** Opening Listed records block **
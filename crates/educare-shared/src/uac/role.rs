use std::fmt::Display;

use serde::{Deserialize, Serialize};

/// Role tag stored on each user row.
///
/// Anything the data service returns that is not recognized lands in
/// [`Role::Other`] which is treated like any other non-admin role.
#[derive(
    Debug,
    Serialize,
    Deserialize,
    Clone,
    Copy,
    Default,
    PartialEq,
    Eq,
    Hash,
    PartialOrd,
    Ord,
    strum::EnumIter,
    strum::AsRefStr,
)]
#[serde(rename_all = "lowercase")]
#[strum(serialize_all = "lowercase")]
pub enum Role {
    Admin,
    #[default]
    Student,
    #[serde(other)]
    Other,
}

impl Role {
    #[must_use]
    pub fn is_admin(&self) -> bool {
        matches!(self, Self::Admin)
    }

    /// Text shown next to the user name in navigation
    pub fn label(&self) -> &'static str {
        match self {
            Role::Admin => "Admin",
            Role::Student => "Student",
            Role::Other => "User",
        }
    }
}

impl Display for Role {
    fn fmt(&self, f: &mut std::fmt::Formatter<'_>) -> std::fmt::Result {
        write!(f, "{}", self.label())
    }
}

/// What a protected page requires before any of its content may be built
#[derive(Debug, Clone, Copy, PartialEq, Eq)]
pub enum PageAccess {
    AnyUser,
    AdminOnly,
}

impl PageAccess {
    /// Returns the role a session must have, if a specific one is needed
    pub fn required_role(&self) -> Option<Role> {
        match self {
            PageAccess::AnyUser => None,
            PageAccess::AdminOnly => Some(Role::Admin),
        }
    }
}
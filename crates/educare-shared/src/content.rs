//! Rows of the `content` table (uploaded course material and notices)

use serde::{Deserialize, Serialize};
use serde_aux::field_attributes::deserialize_default_from_null;

use crate::id::DbId;

#[derive(
    Debug,
    Serialize,
    Deserialize,
    Clone,
    Copy,
    Default,
    PartialEq,
    Eq,
    Hash,
    strum::EnumIter,
    strum::AsRefStr,
)]
#[serde(rename_all = "lowercase")]
#[strum(serialize_all = "lowercase")]
pub enum ContentKind {
    Document,
    Video,
    Image,
    Audio,
    Announcement,
    #[default]
    #[serde(other)]
    Other,
}

/// Who may see a content item. Rows without a value are public.
#[derive(Debug, Serialize, Deserialize, Clone, Copy, Default, PartialEq, Eq, Hash)]
#[serde(rename_all = "lowercase")]
pub enum AccessLevel {
    #[default]
    Public,
    Students,
    Admin,
}

#[derive(Debug, Serialize, Deserialize, Clone, PartialEq, Eq)]
pub struct ContentItem {
    pub id: DbId,
    pub title: String,
    #[serde(default)]
    pub description: Option<String>,
    #[serde(rename = "type", default, deserialize_with = "deserialize_default_from_null")]
    pub kind: ContentKind,
    #[serde(default, deserialize_with = "deserialize_default_from_null")]
    pub access_level: AccessLevel,
    #[serde(default)]
    pub created_at: Option<chrono::DateTime<chrono::Utc>>,
}
use thiserror::Error;

#[derive(Debug, thiserror::Error, PartialEq, Eq)]
pub enum ConversionError {
    #[error("Empty not allowed")]
    Empty,
    #[error("Maximum length exceeded. {max} allowed but found {actual}")]
    MaxExceeded { max: usize, actual: usize },
    #[error("Not a valid {expected}")]
    Malformed { expected: &'static str },
}

#[derive(Debug, Error, PartialEq, Eq)]
#[error("The user has not logged in")]
pub struct NotLoggedInError;

/// Failures reported by (or while talking to) the remote data service
#[derive(Debug, Clone, thiserror::Error, PartialEq, Eq)]
pub enum GatewayError {
    #[error("failed to reach the data service: {0}")]
    Unreachable(String),
    #[error("request to the data service timed out")]
    TimedOut,
    #[error("data service responded with {status}: {message}")]
    Server { status: u16, message: String },
    #[error("unexpected response from the data service: {0}")]
    Malformed(String),
    #[error("expected at most one matching row but found {count}")]
    MultipleRows { count: usize },
    #[error("a row with the same key already exists")]
    Conflict,
}

impl GatewayError {
    /// Returns `true` for infrastructure failures as opposed to answers about
    /// the data itself ([`MultipleRows`] and [`Conflict`])
    ///
    /// [`MultipleRows`]: GatewayError::MultipleRows
    /// [`Conflict`]: GatewayError::Conflict
    #[must_use]
    pub fn is_transport(&self) -> bool {
        !matches!(self, Self::MultipleRows { .. } | Self::Conflict)
    }
}
use educare_shared::{
    token::SessionToken,
    uac::{Identity, Role},
};
use serde::{Deserialize, Serialize};

/// Everything persisted about a logged in user.
///
/// Only constructed through [`SessionRecord::new`] or read back and then
/// checked, so a record in hand always has a token and a role that agrees with
/// its identity.
#[derive(Debug, Serialize, Deserialize, Clone, PartialEq, Eq)]
pub struct SessionRecord {
    identity: Identity,
    role: Role,
    token: SessionToken,
    #[serde(default)]
    remember: bool,
}

#[derive(thiserror::Error, Debug)]
pub(crate) enum SessionRecordError {
    #[error("failed to read from storage")]
    Unreadable(#[source] anyhow::Error),
    #[error("stored session is not valid json")]
    Malformed(#[from] serde_json::Error),
    #[error("stored session is missing its {0}")]
    Incomplete(&'static str),
    #[error("stored role {stored:?} does not match the identity's role {identity:?}")]
    RoleMismatch { stored: Role, identity: Role },
}

impl SessionRecord {
    pub fn new(identity: Identity, token: SessionToken, remember: bool) -> Self {
        Self {
            role: identity.role,
            identity,
            token,
            remember,
        }
    }

    pub(crate) fn from_parts(
        identity: Identity,
        role: Role,
        token: SessionToken,
        remember: bool,
    ) -> Result<Self, SessionRecordError> {
        Self {
            identity,
            role,
            token,
            remember,
        }
        .checked()
    }

    /// Rejects records that were stored incomplete or were edited by hand
    pub(crate) fn checked(self) -> Result<Self, SessionRecordError> {
        if self.token.is_blank() {
            return Err(SessionRecordError::Incomplete("token"));
        }
        if self.role != self.identity.role {
            return Err(SessionRecordError::RoleMismatch {
                stored: self.role,
                identity: self.identity.role,
            });
        }
        Ok(self)
    }

    pub fn identity(&self) -> &Identity {
        &self.identity
    }

    pub fn role(&self) -> Role {
        self.role
    }

    pub fn token(&self) -> &SessionToken {
        &self.token
    }

    /// Recorded for the login form, does not change how long the session is
    /// kept
    pub fn remember(&self) -> bool {
        self.remember
    }

    pub fn is_admin(&self) -> bool {
        self.role.is_admin()
    }
}
//! Entries of the `activity_logs` table

use serde::{Deserialize, Serialize};
use serde_aux::field_attributes::deserialize_default_from_null;

use crate::{id::DbId, token::SessionToken};

#[derive(
    Debug,
    Serialize,
    Deserialize,
    Clone,
    Copy,
    Default,
    PartialEq,
    Eq,
    Hash,
    strum::EnumIter,
    strum::AsRefStr,
)]
#[serde(rename_all = "snake_case")]
#[strum(serialize_all = "snake_case")]
pub enum ActivityKind {
    Login,
    Logout,
    Registration,
    Upload,
    CourseEnroll,
    LessonComplete,
    ContentDownload,
    QuizAttempt,
    ProfileUpdate,
    CourseProgress,
    /// An admin created an account from the admin dashboard
    UserCreation,
    #[default]
    #[serde(other)]
    Other,
}

/// Tabs of the activity list on the user dashboard
#[derive(Debug, Clone, Copy, PartialEq, Eq, Hash, strum::EnumIter)]
pub enum ActivityCategory {
    Login,
    Course,
    Progress,
    Content,
    Profile,
    General,
}

impl ActivityKind {
    pub fn category(&self) -> ActivityCategory {
        match self {
            ActivityKind::Login | ActivityKind::Logout | ActivityKind::Registration => {
                ActivityCategory::Login
            }
            ActivityKind::CourseEnroll => ActivityCategory::Course,
            ActivityKind::LessonComplete
            | ActivityKind::QuizAttempt
            | ActivityKind::CourseProgress => ActivityCategory::Progress,
            ActivityKind::Upload | ActivityKind::ContentDownload => ActivityCategory::Content,
            ActivityKind::ProfileUpdate => ActivityCategory::Profile,
            ActivityKind::UserCreation | ActivityKind::Other => ActivityCategory::General,
        }
    }
}

#[derive(Debug, Serialize, Deserialize, Clone, PartialEq, Eq)]
pub struct ActivityEntry {
    #[serde(default)]
    pub id: Option<DbId>,
    #[serde(default)]
    pub user_id: Option<DbId>,
    #[serde(default, deserialize_with = "deserialize_default_from_null")]
    pub action: ActivityKind,
    #[serde(default)]
    pub description: Option<String>,
    #[serde(default)]
    pub session_id: Option<String>,
    #[serde(default)]
    pub timestamp: Option<chrono::DateTime<chrono::Utc>>,
}

impl ActivityEntry {
    pub fn category(&self) -> ActivityCategory {
        self.action.category()
    }
}

/// Row appended to the audit trail
#[derive(Debug, Serialize, Clone, PartialEq, Eq)]
pub struct NewActivityEntry {
    pub user_id: DbId,
    pub action: ActivityKind,
    pub description: String,
    pub session_id: SessionToken,
    pub timestamp: String,
}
** Closing Listed records block **
What the task asks: Retype only the lines above between the line with "allowed but found" and the line with "at most one", counting those two lines as well, and keep every character as it is.

Task answer:
    #[error("Maximum length exceeded. {max} allowed but found {actual}")]
    MaxExceeded { max: usize, actual: usize },
    #[error("Not a valid {expected}")]
    Malformed { expected: &'static str },
}

#[derive(Debug, Error, PartialEq, Eq)]
#[error("The user has not logged in")]
pub struct NotLoggedInError;

/// Failures reported by (or while talking to) the remote data service
#[derive(Debug, Clone, thiserror::Error, PartialEq, Eq)]
pub enum GatewayError {
    #[error("failed to reach the data service: {0}")]
    Unreachable(String),
    #[error("request to the data service timed out")]
    TimedOut,
    #[error("data service responded with {status}: {message}")]
    Server { status: u16, message: String },
    #[error("unexpected response from the data service: {0}")]
    Malformed(String),
    #[error("expected at most one matching row but found {count}")]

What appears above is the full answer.